◆ Recorded data:
******************************

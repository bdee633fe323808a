//! HTTP/WS front door: wires the core components to axum routes (§6)

pub mod auth_routes;
pub mod devices;
pub mod health;
mod middleware;
pub mod pair_routes;
pub mod relay_routes;
pub mod ws_routes;

use std::sync::Arc;
use std::time::Duration;

use axum::Router;
use tokio::net::TcpListener;
use tower_http::cors::{Any, CorsLayer};
use tower_http::trace::TraceLayer;

use crate::db::{
    AccountRepo, DbPool, DeviceRepo, MessageLogRepo, PairingCodeRepo, PairingRepo,
    PendingCommandRepo,
};
use crate::identity::Identity;
use crate::pairing_service::PairingService;
use crate::rate_limit::RateLimiter;
use crate::registry::Registry;
use crate::router::Router as MessageRouter;
use crate::Result;

pub use middleware::AuthenticatedAccount;

/// Shared state for every API handler
#[derive(Clone)]
pub struct ApiState {
    pub db: DbPool,
    pub accounts: AccountRepo,
    pub devices: DeviceRepo,
    pub pairings: PairingRepo,
    pub pairing_codes: PairingCodeRepo,
    pub pending: PendingCommandRepo,
    pub message_log: MessageLogRepo,
    pub identity: Identity,
    pub pairing_service: PairingService,
    pub registry: Arc<Registry>,
    pub message_router: MessageRouter,
    pub login_limiter: Arc<RateLimiter>,
    pub pair_confirm_limiter: Arc<RateLimiter>,
    pub ping_interval: Duration,
}

/// Assembles an [`ApiState`] from its dependencies and builds the router
pub struct ApiServerBuilder {
    db: DbPool,
    identity: Identity,
    port: u16,
    ping_interval: Duration,
}

impl ApiServerBuilder {
    /// Start building a server over an initialized database and identity
    /// service, pinging every `ping_interval`
    #[must_use]
    pub const fn new(db: DbPool, identity: Identity, port: u16, ping_interval: Duration) -> Self {
        Self { db, identity, port, ping_interval }
    }

    /// Build the server, wiring every repository and core component over
    /// the shared pool
    #[must_use]
    pub fn build(self) -> ApiServer {
        let accounts = AccountRepo::new(self.db.clone());
        let devices = DeviceRepo::new(self.db.clone());
        let pairings = PairingRepo::new(self.db.clone());
        let pairing_codes = PairingCodeRepo::new(self.db.clone());
        let pending = PendingCommandRepo::new(self.db.clone());
        let message_log = MessageLogRepo::new(self.db.clone());

        let pairing_service = PairingService::new(devices.clone(), pairing_codes.clone(), pairings.clone());
        let registry = Arc::new(Registry::new());
        let message_router = MessageRouter::new(registry.clone(), pairings.clone(), pending.clone(), message_log.clone());

        let state = Arc::new(ApiState {
            db: self.db,
            accounts,
            devices,
            pairings,
            pairing_codes,
            pending,
            message_log,
            identity: self.identity,
            pairing_service,
            registry,
            message_router,
            login_limiter: Arc::new(RateLimiter::default()),
            pair_confirm_limiter: Arc::new(RateLimiter::default()),
            ping_interval: self.ping_interval,
        });

        ApiServer { state, port: self.port }
    }
}

/// The assembled HTTP/WS server
pub struct ApiServer {
    state: Arc<ApiState>,
    port: u16,
}

impl ApiServer {
    /// Expose the shared state, mainly so `main` can hand it to the
    /// retention-sweep scheduler
    #[must_use]
    pub fn message_log(&self) -> MessageLogRepo {
        self.state.message_log.clone()
    }

    fn router(&self) -> Router {
        let cors = CorsLayer::new()
            .allow_origin(Any)
            .allow_methods(Any)
            .allow_headers(Any);

        Router::new()
            .merge(auth_routes::router())
            .merge(devices::router())
            .merge(pair_routes::router())
            .merge(relay_routes::router())
            .merge(ws_routes::router())
            .merge(health::ready_router())
            .merge(health::router())
            .with_state(self.state.clone())
            .layer(cors)
            .layer(TraceLayer::new_for_http())
    }

    /// Run the server until the process is asked to shut down
    ///
    /// # Errors
    ///
    /// Returns error if the socket cannot be bound or the server fails
    pub async fn run(self) -> Result<()> {
        let addr = format!("0.0.0.0:{}", self.port);
        let listener = TcpListener::bind(&addr).await?;
        let port = self.port;
        tracing::info!(port, "relay listening");

        axum::serve(listener, self.router())
            .with_graceful_shutdown(shutdown_signal())
            .await?;

        Ok(())
    }
}

async fn shutdown_signal() {
    if tokio::signal::ctrl_c().await.is_err() {
        tracing::warn!("failed to install ctrl-c handler");
        return;
    }
    tracing::info!("shutdown signal received");
}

******************************

◆ Prompt: Restate the data above exactly, keeping each word as it stands.

◆ Written reply:
repository bdee633fe323808a
//! HTTP/WS front door: wires the core components to axum routes (§6)

pub mod auth_routes;
pub mod devices;
pub mod health;
mod middleware;
pub mod pair_routes;
pub mod relay_routes;
pub mod ws_routes;

use std::sync::Arc;
use std::time::Duration;

use axum::Router;
use tokio::net::TcpListener;
use tower_http::cors::{Any, CorsLayer};
use tower_http::trace::TraceLayer;

use crate::db::{
    AccountRepo, DbPool, DeviceRepo, MessageLogRepo, PairingCodeRepo, PairingRepo,
    PendingCommandRepo,
};
use crate::identity::Identity;
use crate::pairing_service::PairingService;
use crate::rate_limit::RateLimiter;
use crate::registry::Registry;
use crate::router::Router as MessageRouter;
use crate::Result;

pub use middleware::AuthenticatedAccount;

/// Shared state for every API handler
#[derive(Clone)]
pub struct ApiState {
    pub db: DbPool,
    pub accounts: AccountRepo,
    pub devices: DeviceRepo,
    pub pairings: PairingRepo,
    pub pairing_codes: PairingCodeRepo,
    pub pending: PendingCommandRepo,
    pub message_log: MessageLogRepo,
    pub identity: Identity,
    pub pairing_service: PairingService,
    pub registry: Arc<Registry>,
    pub message_router: MessageRouter,
    pub login_limiter: Arc<RateLimiter>,
    pub pair_confirm_limiter: Arc<RateLimiter>,
    pub ping_interval: Duration,
}

/// Assembles an [`ApiState`] from its dependencies and builds the router
pub struct ApiServerBuilder {
    db: DbPool,
    identity: Identity,
    port: u16,
    ping_interval: Duration,
}

impl ApiServerBuilder {
    /// Start building a server over an initialized database and identity
    /// service, pinging every `ping_interval`
    #[must_use]
    pub const fn new(db: DbPool, identity: Identity, port: u16, ping_interval: Duration) -> Self {
        Self { db, identity, port, ping_interval }
    }

    /// Build the server, wiring every repository and core component over
    /// the shared pool
    #[must_use]
    pub fn build(self) -> ApiServer {
        let accounts = AccountRepo::new(self.db.clone());
        let devices = DeviceRepo::new(self.db.clone());
        let pairings = PairingRepo::new(self.db.clone());
        let pairing_codes = PairingCodeRepo::new(self.db.clone());
        let pending = PendingCommandRepo::new(self.db.clone());
        let message_log = MessageLogRepo::new(self.db.clone());

        let pairing_service = PairingService::new(devices.clone(), pairing_codes.clone(), pairings.clone());
        let registry = Arc::new(Registry::new());
        let message_router = MessageRouter::new(registry.clone(), pairings.clone(), pending.clone(), message_log.clone());

        let state = Arc::new(ApiState {
            db: self.db,
            accounts,
            devices,
            pairings,
            pairing_codes,
            pending,
            message_log,
            identity: self.identity,
            pairing_service,
            registry,
            message_router,
            login_limiter: Arc::new(RateLimiter::default()),
            pair_confirm_limiter: Arc::new(RateLimiter::default()),
            ping_interval: self.ping_interval,
        });

        ApiServer { state, port: self.port }
    }
}

/// The assembled HTTP/WS server
pub struct ApiServer {
    state: Arc<ApiState>,
    port: u16,
}

impl ApiServer {
    /// Expose the shared state, mainly so `main` can hand it to the
    /// retention-sweep scheduler
    #[must_use]
    pub fn message_log(&self) -> MessageLogRepo {
        self.state.message_log.clone()
    }

    fn router(&self) -> Router {
        let cors = CorsLayer::new()
            .allow_origin(Any)
            .allow_methods(Any)
            .allow_headers(Any);

        Router::new()
            .merge(auth_routes::router())
            .merge(devices::router())
            .merge(pair_routes::router())
            .merge(relay_routes::router())
            .merge(ws_routes::router())
            .merge(health::ready_router())
            .merge(health::router())
            .with_state(self.state.clone())
            .layer(cors)
            .layer(TraceLayer::new_for_http())
    }

    /// Run the server until the process is asked to shut down
    ///
    /// # Errors
    ///
    /// Returns error if the socket cannot be bound or the server fails
    pub async fn run(self) -> Result<()> {
        let addr = format!("0.0.0.0:{}", self.port);
        let listener = TcpListener::bind(&addr).await?;
        let port = self.port;
        tracing::info!(port, "relay listening");

        axum::serve(listener, self.router())
            .with_graceful_shutdown(shutdown_signal())
            .await?;

        Ok(())
    }
}

async fn shutdown_signal() {
    if tokio::signal::ctrl_c().await.is_err() {
        tracing::warn!("failed to install ctrl-c handler");
        return;
    }
    tracing::info!("shutdown signal received");
}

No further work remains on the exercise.